Retype the records below so that each one matches exactly.

====================

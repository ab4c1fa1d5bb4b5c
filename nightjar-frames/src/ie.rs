/* This Source Code Form is subject to the terms of the Mozilla Public
 * License, v. 2.0. If a copy of the MPL was not distributed with this
 * file, You can obtain one at https://mozilla.org/MPL/2.0/.
 *
 * (c) 2024 The Nightjar Authors.
 */

//! Information elements used by the attack catalogue: SSID, RSN, and CSA.
//! Every IE is `tag(1) + length(1) + payload`, where length counts only the
//! bytes that follow it.

use nightjar_util::Buffer;

pub const TAG_SSID: u8 = 0;
pub const TAG_RSN: u8 = 48;
pub const TAG_CSA: u8 = 37;

const OUI_CCMP: [u8; 4] = [0x00, 0x0F, 0xAC, 0x04];
const OUI_PSK: [u8; 4] = [0x00, 0x0F, 0xAC, 0x02];

/// Append a generic `tag, len, payload` IE.
pub fn write_ie<const L: usize>(buf: &mut Buffer<L>, tag: u8, payload: &[u8]) {
    buf.append_u8(tag).expect("frame fits");
    buf.append_u8(payload.len() as u8).expect("frame fits");
    buf.append_bytes(payload).expect("frame fits");
}

/// SSID IE; an empty `ssid` produces the zero-length wildcard form used by
/// undirected probe requests.
pub fn write_ssid_ie<const L: usize>(buf: &mut Buffer<L>, ssid: &str) {
    write_ie(buf, TAG_SSID, ssid.as_bytes());
}

/// Full RSN IE: version 1, CCMP group/pairwise cipher, PSK AKM, and
/// optionally the Management Frame Protection Capable bit in RSN
/// capabilities. `auth_assoc_pmkid` sets `mfpc=true`; `rsn_downgrade` sets
/// it `false` to coerce a transition-mode client into plain WPA2.
pub fn write_rsn_ie<const L: usize>(buf: &mut Buffer<L>, mfpc: bool) {
    let mut body = Vec::with_capacity(20);
    body.extend_from_slice(&1_u16.to_le_bytes()); // version
    body.extend_from_slice(&OUI_CCMP); // group cipher suite
    body.extend_from_slice(&1_u16.to_le_bytes()); // pairwise cipher count
    body.extend_from_slice(&OUI_CCMP); // pairwise cipher list
    body.extend_from_slice(&1_u16.to_le_bytes()); // AKM count
    body.extend_from_slice(&OUI_PSK); // AKM list
    let capabilities: u16 = if mfpc { 0x0040 } else { 0x0000 };
    body.extend_from_slice(&capabilities.to_le_bytes());
    write_ie(buf, TAG_RSN, &body);
}

/// CSA IE: mode, new channel, switch count.
pub fn write_csa_ie<const L: usize>(buf: &mut Buffer<L>, mode: u8, new_channel: u8, switch_count: u8) {
    write_ie(buf, TAG_CSA, &[mode, new_channel, switch_count]);
}

#[cfg(test)]
mod tests {
    use super::*;

    #[test]
    fn ssid_ie_length_excludes_tag_and_length_bytes() {
        let mut buf: Buffer<64> = Buffer::new();
        write_ssid_ie(&mut buf, "home");
        assert_eq!(buf.as_bytes(), &[TAG_SSID, 4, b'h', b'o', b'm', b'e']);
    }

    #[test]
    fn wildcard_ssid_ie_has_zero_length() {
        let mut buf: Buffer<64> = Buffer::new();
        write_ssid_ie(&mut buf, "");
        assert_eq!(buf.as_bytes(), &[TAG_SSID, 0]);
    }

    #[test]
    fn rsn_ie_toggles_mfpc_bit() {
        let mut with_mfpc: Buffer<64> = Buffer::new();
        write_rsn_ie(&mut with_mfpc, true);
        let mut without_mfpc: Buffer<64> = Buffer::new();
        write_rsn_ie(&mut without_mfpc, false);
        assert_ne!(with_mfpc.as_bytes(), without_mfpc.as_bytes());
        let caps_with = u16::from_le_bytes([with_mfpc.as_bytes()[18], with_mfpc.as_bytes()[19]]);
        assert_eq!(caps_with & 0x0040, 0x0040);
        let caps_without = u16::from_le_bytes([without_mfpc.as_bytes()[18], without_mfpc.as_bytes()[19]]);
        assert_eq!(caps_without & 0x0040, 0);
    }

    #[test]
    fn csa_ie_has_fixed_three_byte_payload() {
        let mut buf: Buffer<64> = Buffer::new();
        write_csa_ie(&mut buf, 1, 14, 5);
        assert_eq!(buf.as_bytes(), &[TAG_CSA, 3, 1, 14, 5]);
    }
}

====================

Answer to the exercise:
repository ab4c1fa1d5bb4b5c
filename nightjar-frames/src/ie.rs
/* This Source Code Form is subject to the terms of the Mozilla Public
 * License, v. 2.0. If a copy of the MPL was not distributed with this
 * file, You can obtain one at https://mozilla.org/MPL/2.0/.
 *
 * (c) 2024 The Nightjar Authors.
 */

//! Information elements used by the attack catalogue: SSID, RSN, and CSA.
//! Every IE is `tag(1) + length(1) + payload`, where length counts only the
//! bytes that follow it.

use nightjar_util::Buffer;

pub const TAG_SSID: u8 = 0;
pub const TAG_RSN: u8 = 48;
pub const TAG_CSA: u8 = 37;

const OUI_CCMP: [u8; 4] = [0x00, 0x0F, 0xAC, 0x04];
const OUI_PSK: [u8; 4] = [0x00, 0x0F, 0xAC, 0x02];

/// Append a generic `tag, len, payload` IE.
pub fn write_ie<const L: usize>(buf: &mut Buffer<L>, tag: u8, payload: &[u8]) {
    buf.append_u8(tag).expect("frame fits");
    buf.append_u8(payload.len() as u8).expect("frame fits");
    buf.append_bytes(payload).expect("frame fits");
}

/// SSID IE; an empty `ssid` produces the zero-length wildcard form used by
/// undirected probe requests.
pub fn write_ssid_ie<const L: usize>(buf: &mut Buffer<L>, ssid: &str) {
    write_ie(buf, TAG_SSID, ssid.as_bytes());
}

/// Full RSN IE: version 1, CCMP group/pairwise cipher, PSK AKM, and
/// optionally the Management Frame Protection Capable bit in RSN
/// capabilities. `auth_assoc_pmkid` sets `mfpc=true`; `rsn_downgrade` sets
/// it `false` to coerce a transition-mode client into plain WPA2.
pub fn write_rsn_ie<const L: usize>(buf: &mut Buffer<L>, mfpc: bool) {
    let mut body = Vec::with_capacity(20);
    body.extend_from_slice(&1_u16.to_le_bytes()); // version
    body.extend_from_slice(&OUI_CCMP); // group cipher suite
    body.extend_from_slice(&1_u16.to_le_bytes()); // pairwise cipher count
    body.extend_from_slice(&OUI_CCMP); // pairwise cipher list
    body.extend_from_slice(&1_u16.to_le_bytes()); // AKM count
    body.extend_from_slice(&OUI_PSK); // AKM list
    let capabilities: u16 = if mfpc { 0x0040 } else { 0x0000 };
    body.extend_from_slice(&capabilities.to_le_bytes());
    write_ie(buf, TAG_RSN, &body);
}

/// CSA IE: mode, new channel, switch count.
pub fn write_csa_ie<const L: usize>(buf: &mut Buffer<L>, mode: u8, new_channel: u8, switch_count: u8) {
    write_ie(buf, TAG_CSA, &[mode, new_channel, switch_count]);
}

#[cfg(test)]
mod tests {
    use super::*;

    #[test]
    fn ssid_ie_length_excludes_tag_and_length_bytes() {
        let mut buf: Buffer<64> = Buffer::new();
        write_ssid_ie(&mut buf, "home");
        assert_eq!(buf.as_bytes(), &[TAG_SSID, 4, b'h', b'o', b'm', b'e']);
    }

    #[test]
    fn wildcard_ssid_ie_has_zero_length() {
        let mut buf: Buffer<64> = Buffer::new();
        write_ssid_ie(&mut buf, "");
        assert_eq!(buf.as_bytes(), &[TAG_SSID, 0]);
    }

    #[test]
    fn rsn_ie_toggles_mfpc_bit() {
        let mut with_mfpc: Buffer<64> = Buffer::new();
        write_rsn_ie(&mut with_mfpc, true);
        let mut without_mfpc: Buffer<64> = Buffer::new();
        write_rsn_ie(&mut without_mfpc, false);
        assert_ne!(with_mfpc.as_bytes(), without_mfpc.as_bytes());
        let caps_with = u16::from_le_bytes([with_mfpc.as_bytes()[18], with_mfpc.as_bytes()[19]]);
        assert_eq!(caps_with & 0x0040, 0x0040);
        let caps_without = u16::from_le_bytes([without_mfpc.as_bytes()[18], without_mfpc.as_bytes()[19]]);
        assert_eq!(caps_without & 0x0040, 0);
    }

    #[test]
    fn csa_ie_has_fixed_three_byte_payload() {
        let mut buf: Buffer<64> = Buffer::new();
        write_csa_ie(&mut buf, 1, 14, 5);
        assert_eq!(buf.as_bytes(), &[TAG_CSA, 3, 1, 14, 5]);
    }
}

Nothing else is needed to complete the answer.